Share your dilemmas and get honest opinions from other Mumsnetters.

To still be upset with my friend two months after she took me coming out as bi badly?

28 replies

unstableunicorn · 19/07/2020 21:18

This is long, sorry for the essay!

I told one of my closest and oldest friends that I'm bi, it might sound silly but I really was nervous about it and she was one of the first people I told. It went really badly, she made the entire thing about herself - apparently she feels betrayed I 'kept this secret from her', was offended that she wasn't absolute first to know (I told her my friends from uni knew, I was openly out when at uni as no one there knew me), and said a lot of hurtful stuff - nothing ought homophobic but things like how 'she's traditional', comparing it to her secretly dating her first boyfriend etc. I even ended up apologising for making her feel bad. Oh god the sheer stupidity of some of the stuff said, my blood's boiling just thinking about it...

We met again after a week and she refused to understand why I was upset, called me aggressive, emotionally manipulative and an emotion enforcer because I told her how distressing it was, it didn't go well. Some time later she apologised with literally 'I'm sorry, hollyoaks has shown me the light'. Wtf? In some episode one character slept with his girlfriends mum which showed her 'love has no boundaries', which to me seemed irritating and problematic. Then she got defensive and passively aggressively deflected her apology onto my past mistakes bringing up irrelevant things like me forgetting her birthday once as if it's on the same level.
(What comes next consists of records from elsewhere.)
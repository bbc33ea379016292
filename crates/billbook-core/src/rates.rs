//! # Rates and Jurisdiction
//!
//! Percentages are carried as basis points so that `12.5%` is the integer
//! `1250`, never a float.
//!
//! ```text
//! 1 bps = 0.01%        1800 bps = 18%        10000 bps = 100%
//! ```
//!
//! [`TaxJurisdiction`] decides how a line's GST is split. It is a property of
//! the whole cart, not of a line.

use rust_decimal::Decimal;
use serde::{Deserialize, Serialize};
use std::fmt;
use ts_rs::TS;

use crate::error::{CoreResult, ValidationError};

/// Basis points in 100%.
pub const BPS_PER_WHOLE: u32 = 10_000;

// =============================================================================
// Tax Rate
// =============================================================================

/// GST rate in basis points (1800 = 18%).
///
/// Non-negative by construction. Rates above 100% are accepted here because
/// cess-inclusive rates exist; the parsing boundary caps user input at 100%.
#[derive(Debug, Clone, Copy, PartialEq, Eq, PartialOrd, Ord, Hash, Serialize, Deserialize, TS)]
#[ts(export)]
pub struct TaxRate(u32);

impl TaxRate {
    /// Exempt goods (fresh produce, unbranded staples).
    pub const EXEMPT: TaxRate = TaxRate(0);
    /// 5% slab.
    pub const GST_5: TaxRate = TaxRate(500);
    /// 12% slab.
    pub const GST_12: TaxRate = TaxRate(1200);
    /// 18% slab, the default for most services.
    pub const GST_18: TaxRate = TaxRate(1800);
    /// 28% slab.
    pub const GST_28: TaxRate = TaxRate(2800);

    /// The standard slabs, lowest first.
    pub const SLABS: [TaxRate; 5] = [
        Self::EXEMPT,
        Self::GST_5,
        Self::GST_12,
        Self::GST_18,
        Self::GST_28,
    ];

    /// Creates a tax rate from basis points.
    #[inline]
    pub const fn from_bps(bps: u32) -> Self {
        TaxRate(bps)
    }

    /// Returns the rate in basis points.
    #[inline]
    pub const fn bps(&self) -> u32 {
        self.0
    }

    /// The rate as a fraction: 1800 bps → `0.18`.
    pub fn to_fraction(&self) -> Decimal {
        Decimal::new(i64::from(self.0), 4)
    }

    /// The rate as a percentage: 1250 bps → `12.5`.
    pub fn percent(&self) -> Decimal {
        Decimal::new(i64::from(self.0), 2).normalize()
    }

    #[inline]
    pub const fn zero() -> Self {
        TaxRate(0)
    }

    #[inline]
    pub const fn is_zero(&self) -> bool {
        self.0 == 0
    }
}

impl Default for TaxRate {
    fn default() -> Self {
        TaxRate::zero()
    }
}

impl fmt::Display for TaxRate {
    fn fmt(&self, f: &mut fmt::Formatter<'_>) -> fmt::Result {
        write!(f, "{}%", self.percent())
    }
}

// =============================================================================
// Discount Rate
// =============================================================================

/// Line discount in basis points, always within 0..=10000.
///
/// ## Example
/// ```rust
/// use billbook_core::rates::DiscountRate;
///
/// let ten = DiscountRate::from_bps(1000).unwrap();
/// assert_eq!(ten.bps(), 1000);
/// assert!(DiscountRate::from_bps(10_001).is_err());
/// ```
#[derive(Debug, Clone, Copy, PartialEq, Eq, PartialOrd, Ord, Hash, Serialize, Deserialize, TS)]
#[ts(export)]
#[serde(try_from = "u32", into = "u32")]
pub struct DiscountRate(u32);

impl DiscountRate {
    /// No discount.
    pub const NONE: DiscountRate = DiscountRate(0);

    /// Creates a discount from basis points, rejecting anything above 100%.
    pub fn from_bps(bps: u32) -> CoreResult<Self> {
        if bps > BPS_PER_WHOLE {
            return Err(ValidationError::out_of_range("discount", 0, 100).into());
        }
        Ok(DiscountRate(bps))
    }

    /// Creates a discount from a whole-number percentage.
    pub fn from_percent(percent: i64) -> CoreResult<Self> {
        if !(0..=100).contains(&percent) {
            return Err(ValidationError::out_of_range("discount", 0, 100).into());
        }
        // Range checked above.
        Ok(DiscountRate(percent as u32 * 100))
    }

    #[inline]
    pub const fn bps(&self) -> u32 {
        self.0
    }

    /// The discount as a fraction: 1000 bps → `0.10`.
    pub fn to_fraction(&self) -> Decimal {
        Decimal::new(i64::from(self.0), 4)
    }

    /// The discount as a percentage: 1250 bps → `12.5`.
    pub fn percent(&self) -> Decimal {
        Decimal::new(i64::from(self.0), 2).normalize()
    }

    /// Multiplier left after the discount: 1000 bps → `0.90`.
    pub fn remaining_fraction(&self) -> Decimal {
        Decimal::ONE - self.to_fraction()
    }

    #[inline]
    pub const fn is_zero(&self) -> bool {
        self.0 == 0
    }
}

impl Default for DiscountRate {
    fn default() -> Self {
        DiscountRate::NONE
    }
}

impl TryFrom<u32> for DiscountRate {
    type Error = crate::error::CoreError;

    fn try_from(bps: u32) -> Result<Self, Self::Error> {
        DiscountRate::from_bps(bps)
    }
}

impl From<DiscountRate> for u32 {
    fn from(rate: DiscountRate) -> u32 {
        rate.0
    }
}

// =============================================================================
// Tax Jurisdiction
// =============================================================================

/// Whether the sale stays within the store's state.
///
/// ```text
/// store 29 (Karnataka) ── customer 29 ──► SameState      → CGST + SGST
/// store 29 (Karnataka) ── customer 27 ──► DifferentState → IGST
/// ```
#[derive(Debug, Clone, Copy, PartialEq, Eq, Hash, Serialize, Deserialize, TS)]
#[ts(export)]
#[serde(rename_all = "snake_case")]
pub enum TaxJurisdiction {
    /// Intra-state supply: tax splits evenly into CGST and SGST.
    SameState,
    /// Inter-state supply: the whole tax is IGST.
    DifferentState,
}

impl TaxJurisdiction {
    /// Derives the jurisdiction from two GST state codes.
    ///
    /// An unknown customer state is treated as a local walk-in sale.
    pub fn between(store_state: &str, customer_state: Option<&str>) -> Self {
        match customer_state.map(str::trim) {
            Some(code) if !code.is_empty() && code != store_state.trim() => {
                TaxJurisdiction::DifferentState
            }
            _ => TaxJurisdiction::SameState,
        }
    }

    /// Storage/wire name.
    pub fn as_str(&self) -> &'static str {
        match self {
            TaxJurisdiction::SameState => "same_state",
            TaxJurisdiction::DifferentState => "different_state",
        }
    }

    /// Parses the storage/wire name. Also accepts `SAME_STATE` style.
    pub fn parse(value: &str) -> CoreResult<Self> {
        match value.trim().to_ascii_lowercase().as_str() {
            "same_state" | "intra_state" => Ok(TaxJurisdiction::SameState),
            "different_state" | "inter_state" => Ok(TaxJurisdiction::DifferentState),
            _ => Err(ValidationError::NotAllowed {
                field: "jurisdiction".to_string(),
                allowed: vec!["same_state".to_string(), "different_state".to_string()],
            }
            .into()),
        }
    }
}

impl Default for TaxJurisdiction {
    fn default() -> Self {
        TaxJurisdiction::SameState
    }
}

impl fmt::Display for TaxJurisdiction {
    fn fmt(&self, f: &mut fmt::Formatter<'_>) -> fmt::Result {
        f.write_str(self.as_str())
    }
}

// =============================================================================
// Unit Tests
// =============================================================================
Anyway since then, in her eyes she apologised so the matter is shut and any remaining resentment is me having issues. However I've been either distant or snappy with her since, I can't seem to get over it ( the smallest things she says infuriate me) which she's annoyed about. She thinks I'm being unreasonable, I don't think I am but can't tell anymore. Is this something to potentially lose a very close old friend over? Or at least still be upset over two months later?

OP posts:
mencken · 20/07/2020 09:09

some friend. Why is your sexual orientation of any relevance or interest to her unless she wants to have sex with you? The normal reaction to this is 'fine, so what?' and then to carry on as usual.

dump. Bigoted cow.

unstableunicorn · 20/07/2020 09:37

Honestly I'm confused by her reaction because I've never exactly hidden it. I've told her when I've fancied girls, but she thought those were just 'girl crushes'

@Dyrne I think I'd be the same. But with me, the only peope who knew were a couple of uni friends, and I never had to tell them, it was just part of me from the get go. I did really stress to this friend that she was the first person I actually told who mattered. I think it gets on my nerves that instead of feeling like I trusted her, she feels entitled to know

OP posts:
Frankola · 20/07/2020 12:17

This friendship sounds dead in the water.

She's behaved like an idiot. However, you also don't sound willing to genuinely move on and accept her apology either.

If you cannot move past this and cannot accept her apology and try to get your friendship back on track then sack it off. You cannot live with resentment.